Beranda Berdikari Negeri Kapitalis Lupa Budaya Agraris

Negeri Kapitalis Lupa Budaya Agraris

0
Engki Fatiawan

Oleh : Engki Fatiawan*

Kapitalisasi pada awalnya terjadi di Eropa barat sekitar tahun 1250. Hal ini terjadi pada industri tekstil tenun milik Belanda dengan memanfaatkan bulu-bulu domba. Seiring meningkatnya permintaan maka industri milik Belanda ini mengambil dari daerah lain, terutama dari pasar Calais yang mendatangkan bulu domba dari Inggris. Saudagar yang memiliki banyak modal berada diantara bulu domba dan penenun. Bulu-bulu domba diborong lalu kemudian dijual kepada penenun (Amriati, anonim).

Menurut Sundoro (2007), perkembangan lebih lanjut kapitalisme yaitu efek dari Revolusi Industri di Inggris sehingga bisa dikatakan kapitalisme memasuki era baru. Pabrik-pabrik didirikan memakai kapital yang besar sehingga pada revolusi industri ini memunculkan pebisnis yang bertindak sebagai pengusaha. bagaimanapun juga keperluan kapital menjadi pengukur kekayaan seseorang.
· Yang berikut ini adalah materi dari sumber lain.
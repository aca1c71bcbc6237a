use axum::body::Body;
use axum::http::{StatusCode, header};
use axum::response::Response;
use http_body_util::BodyExt;
use tower::ServiceExt;

use super::*;
use crate::state::test_helpers::{test_app_state, test_app_state_with, test_settings_with};

// =============================================================================
// helpers shared by route tests
// =============================================================================

pub(crate) async fn send(app: Router, request: Request<Body>) -> Response {
    app.oneshot(request).await.unwrap()
}

pub(crate) fn get_request(uri: &str) -> Request<Body> {
    Request::builder().uri(uri).body(Body::empty()).unwrap()
}

pub(crate) fn json_request(method: Method, uri: &str, body: &serde_json::Value) -> Request<Body> {
    Request::builder()
        .method(method)
        .uri(uri)
        .header(header::CONTENT_TYPE, "application/json")
        .body(Body::from(body.to_string()))
        .unwrap()
}

pub(crate) fn with_bearer(mut request: Request<Body>, token: &str) -> Request<Body> {
    request
        .headers_mut()
        .insert(header::AUTHORIZATION, HeaderValue::from_str(&format!("Bearer {token}")).unwrap());
    request
}

pub(crate) async fn body_json(response: Response) -> serde_json::Value {
    let bytes = response.into_body().collect().await.unwrap().to_bytes();
    serde_json::from_slice(&bytes).unwrap()
}

// =============================================================================
// health
// =============================================================================

#[tokio::test]
async fn root_welcomes_with_app_name() {
    let response = send(app(test_app_state()), get_request("/")).await;
    assert_eq!(response.status(), StatusCode::OK);
    let json = body_json(response).await;
    assert_eq!(json["message"], "Welcome to ScentMatch API");
    assert_eq!(json["status"], "running");
}

#[tokio::test]
async fn health_reports_version() {
    let state = test_app_state_with(test_settings_with(&[("APP_VERSION", "9.9.9")]));
    let response = send(app(state), get_request("/health")).await;
    assert_eq!(response.status(), StatusCode::OK);
    let json = body_json(response).await;
    assert_eq!(json["status"], "healthy");
    assert_eq!(json["version"], "9.9.9");
}

#[tokio::test]
async fn db_health_never_returns_server_error() {
    let response = send(app(test_app_state()), get_request("/health/db")).await;
    assert_eq!(response.status(), StatusCode::OK);
    let json = body_json(response).await;
    let status = json["status"].as_str().unwrap();
    assert!(status == "healthy" || status == "unhealthy", "{status}");
}

#[tokio::test]
async fn detailed_health_lists_checks() {
    let response = send(app(test_app_state()), get_request("/health/detailed")).await;
    assert_eq!(response.status(), StatusCode::OK);
    let json = body_json(response).await;
    assert_eq!(json["checks"]["recommenders"]["status"], "not_loaded");
    assert_eq!(json["checks"]["token_store"]["backend"], "memory");
}

#[tokio::test]
async fn recommender_health_is_503_before_engines_load() {
    let response = send(app(test_app_state()), get_request("/api/v1/recommendations/health")).await;
    assert_eq!(response.status(), StatusCode::SERVICE_UNAVAILABLE);
    let json = body_json(response).await;
    assert_eq!(json["error"]["code"], "SERVICE_UNAVAILABLE");
}

// =============================================================================
// middleware stack
// =============================================================================

#[tokio::test]
async fn responses_carry_security_and_rate_headers() {
    let response = send(app(test_app_state()), get_request("/health")).await;
    let headers = response.headers();
    assert_eq!(headers["x-content-type-options"], "nosniff");
    assert_eq!(headers["x-frame-options"], "DENY");
    assert_eq!(headers["x-ratelimit-limit"], "100");
    assert_eq!(headers["x-ratelimit-remaining"], "99");
    assert!(headers.contains_key("x-ratelimit-reset"));
    assert!(headers.contains_key("x-api-version"));
    assert_eq!(headers[middleware::CORRELATION_HEADER].len(), 8);
}

#[tokio::test]
async fn incoming_correlation_id_is_echoed() {
    let request = Request::builder()
        .uri("/health")
        .header(middleware::CORRELATION_HEADER, "trace-abc")
        .body(Body::empty())
        .unwrap();
    let response = send(app(test_app_state()), request).await;
    assert_eq!(response.headers()[middleware::CORRELATION_HEADER], "trace-abc");
}

#[tokio::test]
async fn global_rate_limit_returns_429_with_retry_after() {
    let state = test_app_state_with(test_settings_with(&[("RATE_LIMIT_REQUESTS_PER_MINUTE", "2")]));
    let router = app(state);
    for _ in 0..2 {
        let response = send(router.clone(), get_request("/health")).await;
        assert_eq!(response.status(), StatusCode::OK);
    }
    let response = send(router, get_request("/health")).await;
    assert_eq!(response.status(), StatusCode::TOO_MANY_REQUESTS);
    assert_eq!(response.headers()[header::RETRY_AFTER], "60");
    assert_eq!(response.headers()["x-ratelimit-remaining"], "0");
    assert_eq!(response.headers()["x-content-type-options"], "nosniff");
    assert!(response.headers().contains_key("x-api-version"));
    let json = body_json(response).await;
    assert_eq!(json["error"]["code"], "RATE_LIMIT_EXCEEDED");
}

#[tokio::test]
async fn oversized_body_is_rejected_before_handler() {
    let state = test_app_state_with(test_settings_with(&[("MAX_REQUEST_BYTES", "16")]));
    let body = serde_json::json!({ "email": "someone@example.com", "password": "Password123" });
    let mut request = json_request(Method::POST, "/api/v1/auth/register", &body);
    let length = body.to_string().len().to_string();
    request
        .headers_mut()
        .insert(header::CONTENT_LENGTH, HeaderValue::from_str(&length).unwrap());

    let response = send(app(state), request).await;
    assert_eq!(response.status(), StatusCode::PAYLOAD_TOO_LARGE);
    assert_eq!(response.headers()["x-content-type-options"], "nosniff");
    assert_eq!(response.headers()["x-api-version"], env!("CARGO_PKG_VERSION"));
    assert!(response.headers().contains_key("x-ratelimit-limit"));
    let json = body_json(response).await;
    assert_eq!(json["error"]["code"], "REQUEST_TOO_LARGE");
    assert_eq!(json["error"]["status_code"], 413);
}

#[tokio::test]
async fn cors_preflight_allows_configured_origin() {
    let request = Request::builder()
        .method(Method::OPTIONS)
        .uri("/api/v1/auth/login")
        .header(header::ORIGIN, "http://localhost:3000")
        .header(header::ACCESS_CONTROL_REQUEST_METHOD, "POST")
        .body(Body::empty())
        .unwrap();
    let response = send(app(test_app_state()), request).await;
    let headers = response.headers();
    assert_eq!(headers[header::ACCESS_CONTROL_ALLOW_ORIGIN], "http://localhost:3000");
    assert_eq!(headers[header::ACCESS_CONTROL_ALLOW_CREDENTIALS], "true");
}

#[tokio::test]
async fn cors_ignores_unknown_origin() {
    let request = Request::builder()
        .uri("/health")
        .header(header::ORIGIN, "http://evil.example")
        .body(Body::empty())
        .unwrap();
    let response = send(app(test_app_state()), request).await;
    assert!(!response.headers().contains_key(header::ACCESS_CONTROL_ALLOW_ORIGIN));
}

// =============================================================================
// profile
// =============================================================================

#[tokio::test]
async fn profile_requires_authentication() {
    let uri = format!("/api/v1/profile/{}", uuid::Uuid::new_v4());
    let response = send(app(test_app_state()), get_request(&uri)).await;
    assert_eq!(response.status(), StatusCode::UNAUTHORIZED);
}

#[tokio::test]
async fn unreachable_database_is_503_without_driver_text() {
    let state = test_app_state();
    let token = state
        .tokens
        .issue_access(crate::services::token::TokenSubject {
            id: uuid::Uuid::new_v4(),
            email: "ana@example.com",
            is_active: true,
            is_verified: false,
        })
        .unwrap();
    let uri = format!("/api/v1/profile/{}", uuid::Uuid::new_v4());
    let response = send(app(state), with_bearer(get_request(&uri), &token)).await;

    assert_eq!(response.status(), StatusCode::SERVICE_UNAVAILABLE);
    let json = body_json(response).await;
    assert_eq!(json["error"]["code"], "DATABASE_ERROR");
    assert_eq!(json["error"]["message"], "Database temporarily unavailable");
}
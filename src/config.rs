//! Service configuration parsed from environment variables.
//!
//! Values are read through a lookup function so tests can feed a map instead
//! of mutating the process environment.

use std::time::Duration;

pub const DEFAULT_APP_NAME: &str = "ScentMatch";
pub const DEFAULT_PORT: u16 = 8000;
pub const DEFAULT_DB_PORT: &str = "5432";
pub const DEFAULT_REDIS_PORT: &str = "6379";
pub const DEFAULT_DB_MAX_CONNECTIONS: u32 = 10;
pub const DEFAULT_ACCESS_TOKEN_MINUTES: i64 = 30;
pub const DEFAULT_REFRESH_TOKEN_DAYS: i64 = 7;
pub const DEFAULT_REQUESTS_PER_MINUTE: usize = 100;
pub const DEFAULT_LOGIN_LIMIT: usize = 5;
pub const DEFAULT_LOGIN_WINDOW_SECS: u64 = 900;
pub const DEFAULT_MAX_REQUEST_BYTES: u64 = 10 * 1024 * 1024;
pub const DEFAULT_CORS_ORIGINS: [&str; 2] = ["http://localhost:3000", "http://localhost:8000"];

#[derive(Debug, thiserror::Error, PartialEq, Eq)]
pub enum ConfigError {
    #[error("missing required setting {0}")]
    Missing(&'static str),
    #[error("invalid value for {var}: {reason}")]
    Invalid { var: &'static str, reason: String },
}

#[derive(Debug, Clone, PartialEq, Eq)]
pub struct TokenSettings {
    pub secret_key: String,
    pub access_ttl: Duration,
    pub refresh_ttl: Duration,
}

#[derive(Debug, Clone, PartialEq, Eq)]
pub struct RateLimitSettings {
    pub requests_per_minute: usize,
    pub login_limit: usize,
    pub login_window: Duration,
}

#[derive(Debug, Clone, PartialEq, Eq)]
pub struct Settings {
    pub app_name: String,
    pub version: String,
    pub debug: bool,
    pub production: bool,
    pub port: u16,
    pub database_url: String,
    pub db_max_connections: u32,
    pub redis_url: Option<String>,
    pub tokens: TokenSettings,
    pub cors_origins: Vec<String>,
    pub rate_limits: RateLimitSettings,
    pub max_request_bytes: u64,
    /// Honour `X-Forwarded-For` when identifying clients. Only safe behind a
    /// proxy that overwrites the header.
    pub trust_forwarded_for: bool,
}

impl Settings {
    /// Build settings from the process environment.
    ///
    /// # Errors
    ///
    /// Returns an error when a required variable is missing or malformed.
    pub fn from_env() -> Result<Self, ConfigError> {
        Self::from_lookup(|key| std::env::var(key).ok())
    }

    /// Build settings from an arbitrary key lookup.
    ///
    /// Required:
    /// - `SECRET_KEY`
    /// - `DATABASE_URL`, or `DATABASE_USERNAME` + `DATABASE_PASSWORD` + `DATABASE_NAME`
    ///
    /// # Errors
    ///
    /// Returns an error when a required variable is missing or malformed.
    pub fn from_lookup<F>(lookup: F) -> Result<Self, ConfigError>
    where
        F: Fn(&str) -> Option<String>,
    {
        let get = |key: &str| lookup(key).map(|v| v.trim().to_owned()).filter(|v| !v.is_empty());

        let secret_key = get("SECRET_KEY").ok_or(ConfigError::Missing("SECRET_KEY"))?;
        let access_minutes = parse_or("ACCESS_TOKEN_EXPIRE_MINUTES", get("ACCESS_TOKEN_EXPIRE_MINUTES"), DEFAULT_ACCESS_TOKEN_MINUTES)?;
        let refresh_days = parse_or("REFRESH_TOKEN_EXPIRE_DAYS", get("REFRESH_TOKEN_EXPIRE_DAYS"), DEFAULT_REFRESH_TOKEN_DAYS)?;
        if access_minutes <= 0 {
            return Err(ConfigError::Invalid { var: "ACCESS_TOKEN_EXPIRE_MINUTES", reason: "must be positive".into() });
        }
        if refresh_days <= 0 {
            return Err(ConfigError::Invalid { var: "REFRESH_TOKEN_EXPIRE_DAYS", reason: "must be positive".into() });
        }

        let database_url = match get("DATABASE_URL") {
            Some(url) => normalize_database_url(&url),
            None => {
                let user = get("DATABASE_USERNAME").ok_or(ConfigError::Missing("DATABASE_URL or DATABASE_USERNAME"))?;
                let password = get("DATABASE_PASSWORD").ok_or(ConfigError::Missing("DATABASE_PASSWORD"))?;
                let name = get("DATABASE_NAME").ok_or(ConfigError::Missing("DATABASE_NAME"))?;
                let host = get("DATABASE_HOSTNAME").unwrap_or_else(|| "localhost".into());
                let port = get("DATABASE_PORT").unwrap_or_else(|| DEFAULT_DB_PORT.into());
                format!("postgres://{user}:{password}@{host}:{port}/{name}")
            }
        };

        let redis_url = get("REDIS_URL").or_else(|| {
            let host = get("REDIS_HOSTNAME")?;
            let port = get("REDIS_PORT").unwrap_or_else(|| DEFAULT_REDIS_PORT.into());
            Some(match get("REDIS_PASSWORD") {
                Some(password) => format!("redis://:{password}@{host}:{port}/0"),
                None => format!("redis://{host}:{port}/0"),
            })
        });

        let cors_origins = match get("BACKEND_CORS_ORIGINS") {
            Some(raw) => parse_origin_list(&raw),
            None => DEFAULT_CORS_ORIGINS.iter().map(|s| (*s).to_owned()).collect(),
        };

        let environment = get("ENVIRONMENT").unwrap_or_else(|| "development".into());

        Ok(Self {
            app_name: get("APP_NAME").unwrap_or_else(|| DEFAULT_APP_NAME.into()),
            version: get("APP_VERSION").unwrap_or_else(|| env!("CARGO_PKG_VERSION").into()),
            debug: get("DEBUG").as_deref().and_then(parse_bool).unwrap_or(false),
            production: environment.eq_ignore_ascii_case("production"),
            port: parse_or("PORT", get("PORT"), DEFAULT_PORT)?,
            database_url,
            db_max_connections: parse_or("DB_MAX_CONNECTIONS", get("DB_MAX_CONNECTIONS"), DEFAULT_DB_MAX_CONNECTIONS)?,
            redis_url,
            tokens: TokenSettings {
                secret_key,
                access_ttl: Duration::from_secs(minutes_to_secs(access_minutes)),
                refresh_ttl: Duration::from_secs(minutes_to_secs(refresh_days.saturating_mul(24 * 60))),
            },
            cors_origins,
            rate_limits: RateLimitSettings {
                requests_per_minute: parse_or(
                    "RATE_LIMIT_REQUESTS_PER_MINUTE",
                    get("RATE_LIMIT_REQUESTS_PER_MINUTE"),
                    DEFAULT_REQUESTS_PER_MINUTE,
                )?,
                login_limit: parse_or("LOGIN_RATE_LIMIT", get("LOGIN_RATE_LIMIT"), DEFAULT_LOGIN_LIMIT)?,
                login_window: Duration::from_secs(parse_or(
                    "LOGIN_RATE_WINDOW_SECS",
                    get("LOGIN_RATE_WINDOW_SECS"),
                    DEFAULT_LOGIN_WINDOW_SECS,
                )?),
            },
            max_request_bytes: parse_or("MAX_REQUEST_BYTES", get("MAX_REQUEST_BYTES"), DEFAULT_MAX_REQUEST_BYTES)?,
            trust_forwarded_for: get("TRUST_FORWARDED_FOR").as_deref().and_then(parse_bool).unwrap_or(false),
        })
    }
}

/// Parse a loose boolean (`1/true/yes/on`, `0/false/no/off`).
pub(crate) fn parse_bool(raw: &str) -> Option<bool> {
    match raw.trim().to_ascii_lowercase().as_str() {
        "1" | "true" | "yes" | "on" => Some(true),
        "0" | "false" | "no" | "off" => Some(false),
        _ => None,
    }
}

fn parse_or<T>(var: &'static str, raw: Option<String>, default: T) -> Result<T, ConfigError>
where
    T: std::str::FromStr,
    T::Err: std::fmt::Display,
{
    match raw {
        Some(value) => value
            .parse::<T>()
            .map_err(|e| ConfigError::Invalid { var, reason: e.to_string() }),
        None => Ok(default),
    }
}

fn minutes_to_secs(minutes: i64) -> u64 {
    u64::try_from(minutes).unwrap_or(0).saturating_mul(60)
}

/// Accept hosted-provider URLs that carry driver suffixes or the short scheme.
fn normalize_database_url(url: &str) -> String {
    if let Some(rest) = url.strip_prefix("postgresql+asyncpg://") {
        return format!("postgres://{rest}");
    }
    url.to_owned()
}

/// Origins may be given as a JSON array or a comma-separated list.
fn parse_origin_list(raw: &str) -> Vec<String> {
    if raw.starts_with('[') {
        if let Ok(list) = serde_json::from_str::<Vec<String>>(raw) {
            return list;
        }
    }
    raw.split(',')
        .map(str::trim)
        .filter(|s| !s.is_empty())
        .map(str::to_owned)
        .collect()
}

#[cfg(test)]
#[path = "config_test.rs"]
mod tests;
Pada dasarnya kapitalisasi terjadi dari hal-hal yang kecil. Seorang petani menanam jagung lalu hasilnya dijual untuk keperluan hidup anak dan istri, itu belum bisa disebut sebagai kapitalisasi. Begitupun dengan nelayan yang mencari ikan dan hasilnya untuk menghidupi keluarga. Tetapi apabila ada orang yang tidak memiliki lahan pertanian kemudian membeli semua hasil pertanian lalu dijual, keuntungannya sudah menutupi proses produksi maupun mobilisasi tetapi labanya masih ada. Dan laba ini digunakan lagi untuk memperluas jangkauan daya beli hasil pertanian dari petani untuk dijual kembali ke masyarakat. Inilah yang bisa disebut kapitalisasi.

Perkembangan imperialisme modern  tidak terlepas dari kapitalisme. Ekspansi besar-besaran kekayaan dan penguasaan merupakan latar belakang lahirnya ekonomi kapital Eropa. Yang dengan ini digunakan untuk mengeksploitasi bangsa lain. Begitupun di Indonesia, sistem kapital masuk sejak Nusantara dikuasai oleh bangsa Eropa. Di Indonesia sendiri sistem kapitalisme masih terjadi mulai dari zaman Belanda Sampai pada masa setelah reformasi dan sekarang kapitalisme bukan hanya dimiliki oleh para pemilik modal tetapi kapitalisme juga merambah ke pemerintahan  atau penguasa.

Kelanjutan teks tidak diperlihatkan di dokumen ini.